- [PROBLEM TO SOLVE]: From the listing below, reproduce word for word the part that opens with the line containing "let mut config = Self::default();" and closes with the line containing "pub generator: Arc<dyn"; reproduce nothing else.

- [DATA LISTING]:
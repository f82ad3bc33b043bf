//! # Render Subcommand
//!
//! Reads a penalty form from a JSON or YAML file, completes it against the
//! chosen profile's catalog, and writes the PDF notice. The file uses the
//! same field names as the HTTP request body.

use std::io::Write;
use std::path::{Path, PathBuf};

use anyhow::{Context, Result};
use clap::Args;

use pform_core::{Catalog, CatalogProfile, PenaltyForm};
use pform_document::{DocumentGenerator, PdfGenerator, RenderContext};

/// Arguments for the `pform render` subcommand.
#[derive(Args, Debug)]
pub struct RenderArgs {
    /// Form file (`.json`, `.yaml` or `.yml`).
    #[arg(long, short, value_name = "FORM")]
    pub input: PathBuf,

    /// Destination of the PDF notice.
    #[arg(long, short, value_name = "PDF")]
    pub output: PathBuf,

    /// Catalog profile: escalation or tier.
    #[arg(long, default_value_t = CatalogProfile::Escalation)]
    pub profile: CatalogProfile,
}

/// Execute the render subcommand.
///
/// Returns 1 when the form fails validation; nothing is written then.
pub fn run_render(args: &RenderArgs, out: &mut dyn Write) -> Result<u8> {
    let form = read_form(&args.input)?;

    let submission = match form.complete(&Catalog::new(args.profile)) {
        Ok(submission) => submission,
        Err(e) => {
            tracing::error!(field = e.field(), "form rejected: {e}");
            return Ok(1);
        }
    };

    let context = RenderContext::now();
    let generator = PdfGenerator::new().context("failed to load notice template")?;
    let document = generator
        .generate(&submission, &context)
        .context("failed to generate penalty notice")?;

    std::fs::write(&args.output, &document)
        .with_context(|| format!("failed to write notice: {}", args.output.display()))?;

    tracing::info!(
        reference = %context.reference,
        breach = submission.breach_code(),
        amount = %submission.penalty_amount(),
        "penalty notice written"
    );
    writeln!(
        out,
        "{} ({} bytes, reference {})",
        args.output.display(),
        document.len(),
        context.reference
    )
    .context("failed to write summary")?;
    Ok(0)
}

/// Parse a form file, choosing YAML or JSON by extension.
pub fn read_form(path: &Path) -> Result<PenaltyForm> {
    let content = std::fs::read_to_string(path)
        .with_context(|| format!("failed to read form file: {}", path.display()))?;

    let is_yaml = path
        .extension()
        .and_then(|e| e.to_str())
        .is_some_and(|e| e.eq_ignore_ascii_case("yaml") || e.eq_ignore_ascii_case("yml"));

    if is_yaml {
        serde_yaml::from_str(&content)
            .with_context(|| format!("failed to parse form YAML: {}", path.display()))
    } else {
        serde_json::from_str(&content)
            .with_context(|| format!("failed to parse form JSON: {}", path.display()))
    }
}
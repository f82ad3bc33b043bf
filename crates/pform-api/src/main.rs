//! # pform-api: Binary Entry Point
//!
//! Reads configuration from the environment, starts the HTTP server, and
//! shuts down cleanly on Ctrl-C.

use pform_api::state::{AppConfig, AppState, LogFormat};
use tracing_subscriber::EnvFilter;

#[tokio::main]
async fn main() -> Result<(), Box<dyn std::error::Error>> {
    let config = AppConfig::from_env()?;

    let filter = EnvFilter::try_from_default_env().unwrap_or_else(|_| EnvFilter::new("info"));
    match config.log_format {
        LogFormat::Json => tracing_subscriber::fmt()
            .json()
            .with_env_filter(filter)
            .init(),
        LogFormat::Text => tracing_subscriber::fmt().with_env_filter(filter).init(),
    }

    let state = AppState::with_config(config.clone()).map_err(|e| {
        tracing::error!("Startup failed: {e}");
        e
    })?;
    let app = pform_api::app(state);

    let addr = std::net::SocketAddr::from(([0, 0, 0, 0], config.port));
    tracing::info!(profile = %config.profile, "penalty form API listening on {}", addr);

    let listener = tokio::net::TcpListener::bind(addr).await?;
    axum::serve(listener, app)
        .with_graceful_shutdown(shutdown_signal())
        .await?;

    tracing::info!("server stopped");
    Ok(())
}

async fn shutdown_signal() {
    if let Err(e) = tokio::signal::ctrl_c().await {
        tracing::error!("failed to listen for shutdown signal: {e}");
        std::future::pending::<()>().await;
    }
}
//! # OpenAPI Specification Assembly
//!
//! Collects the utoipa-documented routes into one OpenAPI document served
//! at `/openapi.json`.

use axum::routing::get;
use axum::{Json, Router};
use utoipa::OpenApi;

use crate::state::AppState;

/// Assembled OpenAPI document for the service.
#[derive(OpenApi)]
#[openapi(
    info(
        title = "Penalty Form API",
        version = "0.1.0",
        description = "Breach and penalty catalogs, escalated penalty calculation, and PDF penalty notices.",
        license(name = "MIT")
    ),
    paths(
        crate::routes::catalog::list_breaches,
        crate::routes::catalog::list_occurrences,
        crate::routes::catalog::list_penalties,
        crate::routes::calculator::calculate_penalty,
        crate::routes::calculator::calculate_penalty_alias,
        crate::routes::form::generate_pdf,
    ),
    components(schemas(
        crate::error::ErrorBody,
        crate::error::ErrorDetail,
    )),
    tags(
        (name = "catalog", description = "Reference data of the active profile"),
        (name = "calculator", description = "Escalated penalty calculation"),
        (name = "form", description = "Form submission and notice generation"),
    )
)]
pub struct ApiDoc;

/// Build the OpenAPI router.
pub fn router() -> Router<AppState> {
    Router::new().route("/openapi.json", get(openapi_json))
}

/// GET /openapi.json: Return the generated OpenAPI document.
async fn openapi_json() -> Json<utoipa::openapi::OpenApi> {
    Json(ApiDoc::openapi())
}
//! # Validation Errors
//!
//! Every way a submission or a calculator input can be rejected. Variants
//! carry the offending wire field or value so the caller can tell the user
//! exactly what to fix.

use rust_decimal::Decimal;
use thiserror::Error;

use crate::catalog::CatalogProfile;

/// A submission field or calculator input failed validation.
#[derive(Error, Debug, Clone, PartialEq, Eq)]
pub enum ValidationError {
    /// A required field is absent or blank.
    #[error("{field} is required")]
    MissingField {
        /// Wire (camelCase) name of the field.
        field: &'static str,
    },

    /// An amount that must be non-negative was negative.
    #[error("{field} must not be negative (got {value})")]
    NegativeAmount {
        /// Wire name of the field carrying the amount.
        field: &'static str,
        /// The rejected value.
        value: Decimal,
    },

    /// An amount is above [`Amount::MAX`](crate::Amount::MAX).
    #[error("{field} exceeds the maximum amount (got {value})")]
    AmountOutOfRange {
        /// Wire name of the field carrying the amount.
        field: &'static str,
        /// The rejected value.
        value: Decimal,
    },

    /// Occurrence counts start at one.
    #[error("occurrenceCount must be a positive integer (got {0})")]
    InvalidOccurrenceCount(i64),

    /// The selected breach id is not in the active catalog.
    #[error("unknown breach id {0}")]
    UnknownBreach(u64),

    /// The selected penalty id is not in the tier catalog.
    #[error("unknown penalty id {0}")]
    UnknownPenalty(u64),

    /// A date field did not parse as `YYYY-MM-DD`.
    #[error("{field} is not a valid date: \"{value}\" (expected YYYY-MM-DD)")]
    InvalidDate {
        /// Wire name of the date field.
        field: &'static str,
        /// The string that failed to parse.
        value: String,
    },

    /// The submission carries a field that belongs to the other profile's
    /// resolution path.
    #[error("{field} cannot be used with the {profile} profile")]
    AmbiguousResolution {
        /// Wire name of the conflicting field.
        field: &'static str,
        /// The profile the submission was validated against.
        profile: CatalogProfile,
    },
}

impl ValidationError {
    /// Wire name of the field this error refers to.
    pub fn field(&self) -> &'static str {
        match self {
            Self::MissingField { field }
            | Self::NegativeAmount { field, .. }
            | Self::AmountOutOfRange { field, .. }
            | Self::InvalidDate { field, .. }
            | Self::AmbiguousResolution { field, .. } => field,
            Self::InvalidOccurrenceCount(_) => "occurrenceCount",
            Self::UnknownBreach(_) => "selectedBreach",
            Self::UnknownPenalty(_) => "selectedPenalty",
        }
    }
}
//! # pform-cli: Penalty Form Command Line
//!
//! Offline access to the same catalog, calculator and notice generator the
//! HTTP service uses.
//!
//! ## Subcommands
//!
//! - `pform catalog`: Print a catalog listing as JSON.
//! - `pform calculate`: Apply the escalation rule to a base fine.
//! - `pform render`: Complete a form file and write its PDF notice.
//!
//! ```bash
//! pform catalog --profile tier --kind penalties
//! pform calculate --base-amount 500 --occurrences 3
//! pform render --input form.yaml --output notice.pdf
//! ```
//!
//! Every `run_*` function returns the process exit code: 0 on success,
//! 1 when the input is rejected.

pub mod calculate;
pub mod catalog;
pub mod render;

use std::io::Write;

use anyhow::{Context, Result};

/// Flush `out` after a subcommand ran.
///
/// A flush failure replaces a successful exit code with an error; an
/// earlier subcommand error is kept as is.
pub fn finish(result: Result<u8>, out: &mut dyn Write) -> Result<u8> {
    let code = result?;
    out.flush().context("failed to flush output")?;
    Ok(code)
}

---

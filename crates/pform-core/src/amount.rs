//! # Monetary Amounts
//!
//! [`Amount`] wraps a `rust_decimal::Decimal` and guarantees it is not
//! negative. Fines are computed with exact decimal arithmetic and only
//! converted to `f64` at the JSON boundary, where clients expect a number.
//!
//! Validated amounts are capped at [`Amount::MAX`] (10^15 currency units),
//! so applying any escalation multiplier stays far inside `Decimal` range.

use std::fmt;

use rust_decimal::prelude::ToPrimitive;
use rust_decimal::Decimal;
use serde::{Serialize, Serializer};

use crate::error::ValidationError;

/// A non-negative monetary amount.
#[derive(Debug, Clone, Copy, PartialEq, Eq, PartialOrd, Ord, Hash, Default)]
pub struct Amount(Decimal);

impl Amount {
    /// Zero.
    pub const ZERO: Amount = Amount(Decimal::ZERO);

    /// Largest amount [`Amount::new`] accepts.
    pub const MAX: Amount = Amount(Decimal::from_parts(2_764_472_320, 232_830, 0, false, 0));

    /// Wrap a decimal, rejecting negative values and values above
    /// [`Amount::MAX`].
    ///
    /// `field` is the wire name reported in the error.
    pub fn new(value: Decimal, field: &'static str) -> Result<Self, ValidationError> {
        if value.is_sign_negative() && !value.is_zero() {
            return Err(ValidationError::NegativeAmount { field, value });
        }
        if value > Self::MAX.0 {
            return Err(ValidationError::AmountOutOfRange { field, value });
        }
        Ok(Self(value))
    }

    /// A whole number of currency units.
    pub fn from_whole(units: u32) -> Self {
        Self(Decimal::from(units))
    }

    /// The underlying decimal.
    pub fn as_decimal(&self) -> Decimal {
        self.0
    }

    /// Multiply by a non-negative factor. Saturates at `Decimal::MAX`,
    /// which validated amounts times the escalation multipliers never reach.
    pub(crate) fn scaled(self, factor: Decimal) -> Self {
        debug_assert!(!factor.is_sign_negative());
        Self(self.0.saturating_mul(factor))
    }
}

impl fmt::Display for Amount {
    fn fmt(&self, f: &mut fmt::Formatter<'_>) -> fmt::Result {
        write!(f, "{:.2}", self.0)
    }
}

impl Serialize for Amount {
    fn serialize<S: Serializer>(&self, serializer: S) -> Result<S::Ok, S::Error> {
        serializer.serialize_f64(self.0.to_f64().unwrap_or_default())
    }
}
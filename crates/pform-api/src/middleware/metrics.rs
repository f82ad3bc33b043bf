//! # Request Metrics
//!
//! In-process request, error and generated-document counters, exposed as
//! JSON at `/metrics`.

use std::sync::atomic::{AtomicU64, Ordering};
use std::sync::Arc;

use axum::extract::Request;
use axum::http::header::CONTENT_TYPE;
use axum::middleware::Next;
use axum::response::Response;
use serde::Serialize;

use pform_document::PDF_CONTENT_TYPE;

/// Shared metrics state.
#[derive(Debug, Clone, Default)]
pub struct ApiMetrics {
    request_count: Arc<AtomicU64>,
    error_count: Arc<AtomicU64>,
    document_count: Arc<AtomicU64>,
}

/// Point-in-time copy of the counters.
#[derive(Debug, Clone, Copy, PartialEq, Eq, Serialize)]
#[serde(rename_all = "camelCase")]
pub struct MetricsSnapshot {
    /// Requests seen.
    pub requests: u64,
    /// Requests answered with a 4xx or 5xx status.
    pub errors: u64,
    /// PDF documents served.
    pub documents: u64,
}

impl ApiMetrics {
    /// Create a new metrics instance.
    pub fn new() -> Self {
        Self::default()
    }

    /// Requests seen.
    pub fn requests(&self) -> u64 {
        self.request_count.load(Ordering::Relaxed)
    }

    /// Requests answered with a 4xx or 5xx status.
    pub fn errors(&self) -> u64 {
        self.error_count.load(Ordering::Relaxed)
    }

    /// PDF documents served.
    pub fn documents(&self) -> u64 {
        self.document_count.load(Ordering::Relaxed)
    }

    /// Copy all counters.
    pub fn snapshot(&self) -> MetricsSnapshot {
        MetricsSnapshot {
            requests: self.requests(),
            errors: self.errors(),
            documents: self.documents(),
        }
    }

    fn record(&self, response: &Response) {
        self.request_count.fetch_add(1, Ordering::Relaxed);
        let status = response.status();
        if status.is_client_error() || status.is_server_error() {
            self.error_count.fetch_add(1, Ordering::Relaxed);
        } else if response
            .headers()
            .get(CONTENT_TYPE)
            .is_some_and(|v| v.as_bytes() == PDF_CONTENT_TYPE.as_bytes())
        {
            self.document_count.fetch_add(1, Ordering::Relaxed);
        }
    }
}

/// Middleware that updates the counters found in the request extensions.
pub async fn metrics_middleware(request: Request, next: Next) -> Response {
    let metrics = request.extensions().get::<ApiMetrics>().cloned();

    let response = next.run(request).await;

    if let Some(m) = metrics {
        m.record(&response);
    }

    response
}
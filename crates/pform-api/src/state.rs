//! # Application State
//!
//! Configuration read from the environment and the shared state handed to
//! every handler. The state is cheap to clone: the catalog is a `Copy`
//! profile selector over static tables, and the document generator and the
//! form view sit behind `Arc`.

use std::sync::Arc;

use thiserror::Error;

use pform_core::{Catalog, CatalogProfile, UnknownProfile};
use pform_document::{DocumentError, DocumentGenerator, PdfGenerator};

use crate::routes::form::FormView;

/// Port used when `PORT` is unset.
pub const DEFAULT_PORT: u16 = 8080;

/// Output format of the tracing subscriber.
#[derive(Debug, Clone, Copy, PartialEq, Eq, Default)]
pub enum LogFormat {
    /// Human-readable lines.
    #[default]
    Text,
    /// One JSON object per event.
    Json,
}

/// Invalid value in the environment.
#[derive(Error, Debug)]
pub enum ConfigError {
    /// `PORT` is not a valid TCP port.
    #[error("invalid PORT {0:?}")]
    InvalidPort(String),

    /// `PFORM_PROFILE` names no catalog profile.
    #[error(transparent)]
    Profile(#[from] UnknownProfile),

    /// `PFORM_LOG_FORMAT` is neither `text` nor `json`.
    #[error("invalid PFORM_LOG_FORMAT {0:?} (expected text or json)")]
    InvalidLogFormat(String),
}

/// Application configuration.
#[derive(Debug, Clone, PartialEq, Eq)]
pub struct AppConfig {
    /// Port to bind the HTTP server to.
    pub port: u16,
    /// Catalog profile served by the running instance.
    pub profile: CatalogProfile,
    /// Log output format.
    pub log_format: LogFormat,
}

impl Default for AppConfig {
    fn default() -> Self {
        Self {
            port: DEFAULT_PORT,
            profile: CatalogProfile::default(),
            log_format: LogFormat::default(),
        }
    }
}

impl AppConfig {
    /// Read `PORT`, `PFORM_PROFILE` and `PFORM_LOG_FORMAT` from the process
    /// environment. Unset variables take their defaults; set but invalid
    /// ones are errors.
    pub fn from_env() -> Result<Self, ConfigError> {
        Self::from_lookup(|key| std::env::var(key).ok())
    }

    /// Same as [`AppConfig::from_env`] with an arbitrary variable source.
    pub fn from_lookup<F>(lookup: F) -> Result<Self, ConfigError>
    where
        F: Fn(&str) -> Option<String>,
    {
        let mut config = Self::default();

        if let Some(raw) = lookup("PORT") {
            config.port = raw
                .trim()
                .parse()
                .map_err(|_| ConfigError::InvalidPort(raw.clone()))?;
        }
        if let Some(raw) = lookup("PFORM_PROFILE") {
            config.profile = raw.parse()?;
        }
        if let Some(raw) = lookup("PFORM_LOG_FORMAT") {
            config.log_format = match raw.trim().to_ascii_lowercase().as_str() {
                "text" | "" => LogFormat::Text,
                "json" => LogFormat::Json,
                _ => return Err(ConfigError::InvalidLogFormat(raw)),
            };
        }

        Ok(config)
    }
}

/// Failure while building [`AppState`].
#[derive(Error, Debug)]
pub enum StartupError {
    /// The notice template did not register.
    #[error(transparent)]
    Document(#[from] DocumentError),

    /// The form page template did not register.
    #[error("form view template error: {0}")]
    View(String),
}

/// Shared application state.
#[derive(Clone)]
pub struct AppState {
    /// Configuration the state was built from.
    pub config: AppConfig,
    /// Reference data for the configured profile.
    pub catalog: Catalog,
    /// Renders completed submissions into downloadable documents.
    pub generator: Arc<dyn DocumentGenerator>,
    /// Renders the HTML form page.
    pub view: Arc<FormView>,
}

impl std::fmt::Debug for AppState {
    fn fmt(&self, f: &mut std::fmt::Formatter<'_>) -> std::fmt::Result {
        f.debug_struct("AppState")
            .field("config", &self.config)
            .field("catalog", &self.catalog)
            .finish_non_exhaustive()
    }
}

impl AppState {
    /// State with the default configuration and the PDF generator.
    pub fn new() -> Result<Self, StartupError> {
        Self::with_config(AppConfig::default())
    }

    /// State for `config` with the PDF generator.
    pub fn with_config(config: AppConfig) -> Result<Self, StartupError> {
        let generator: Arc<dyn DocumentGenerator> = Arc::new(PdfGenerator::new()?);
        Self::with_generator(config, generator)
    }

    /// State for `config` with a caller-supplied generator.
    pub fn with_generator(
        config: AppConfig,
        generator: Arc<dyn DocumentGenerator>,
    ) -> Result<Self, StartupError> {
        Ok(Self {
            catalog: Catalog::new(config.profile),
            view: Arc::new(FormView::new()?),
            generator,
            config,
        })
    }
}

* * *

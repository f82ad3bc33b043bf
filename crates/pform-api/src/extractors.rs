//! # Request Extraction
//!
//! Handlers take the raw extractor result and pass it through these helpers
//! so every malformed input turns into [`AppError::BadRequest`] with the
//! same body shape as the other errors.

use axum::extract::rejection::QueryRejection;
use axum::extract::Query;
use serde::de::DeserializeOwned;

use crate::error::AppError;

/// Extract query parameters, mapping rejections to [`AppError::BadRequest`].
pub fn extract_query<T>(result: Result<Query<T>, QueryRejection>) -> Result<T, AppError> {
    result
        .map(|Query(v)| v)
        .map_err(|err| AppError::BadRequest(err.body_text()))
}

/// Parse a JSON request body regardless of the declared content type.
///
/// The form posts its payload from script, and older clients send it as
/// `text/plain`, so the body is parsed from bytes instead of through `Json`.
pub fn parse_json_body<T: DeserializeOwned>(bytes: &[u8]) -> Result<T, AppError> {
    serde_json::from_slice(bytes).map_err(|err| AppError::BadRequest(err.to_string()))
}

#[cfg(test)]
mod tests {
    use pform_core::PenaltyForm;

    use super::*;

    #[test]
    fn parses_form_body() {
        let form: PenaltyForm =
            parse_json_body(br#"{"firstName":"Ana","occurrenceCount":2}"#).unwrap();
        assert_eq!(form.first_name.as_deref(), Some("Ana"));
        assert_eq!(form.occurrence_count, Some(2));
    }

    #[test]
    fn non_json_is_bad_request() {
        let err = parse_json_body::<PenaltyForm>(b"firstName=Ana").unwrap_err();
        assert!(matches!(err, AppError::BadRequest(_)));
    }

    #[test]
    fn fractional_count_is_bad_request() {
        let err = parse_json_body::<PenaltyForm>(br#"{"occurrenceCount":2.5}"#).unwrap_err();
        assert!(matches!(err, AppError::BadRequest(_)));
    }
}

- [RESULT OF THIS EXERCISE]:
        let mut config = Self::default();

        if let Some(raw) = lookup("PORT") {
            config.port = raw
                .trim()
                .parse()
                .map_err(|_| ConfigError::InvalidPort(raw.clone()))?;
        }
        if let Some(raw) = lookup("PFORM_PROFILE") {
            config.profile = raw.parse()?;
        }
        if let Some(raw) = lookup("PFORM_LOG_FORMAT") {
            config.log_format = match raw.trim().to_ascii_lowercase().as_str() {
                "text" | "" => LogFormat::Text,
                "json" => LogFormat::Json,
                _ => return Err(ConfigError::InvalidLogFormat(raw)),
            };
        }

        Ok(config)
    }
}

/// Failure while building [`AppState`].
#[derive(Error, Debug)]
pub enum StartupError {
    /// The notice template did not register.
    #[error(transparent)]
    Document(#[from] DocumentError),

    /// The form page template did not register.
    #[error("form view template error: {0}")]
    View(String),
}

/// Shared application state.
#[derive(Clone)]
pub struct AppState {
    /// Configuration the state was built from.
    pub config: AppConfig,
    /// Reference data for the configured profile.
    pub catalog: Catalog,
    /// Renders completed submissions into downloadable documents.
    pub generator: Arc<dyn DocumentGenerator>,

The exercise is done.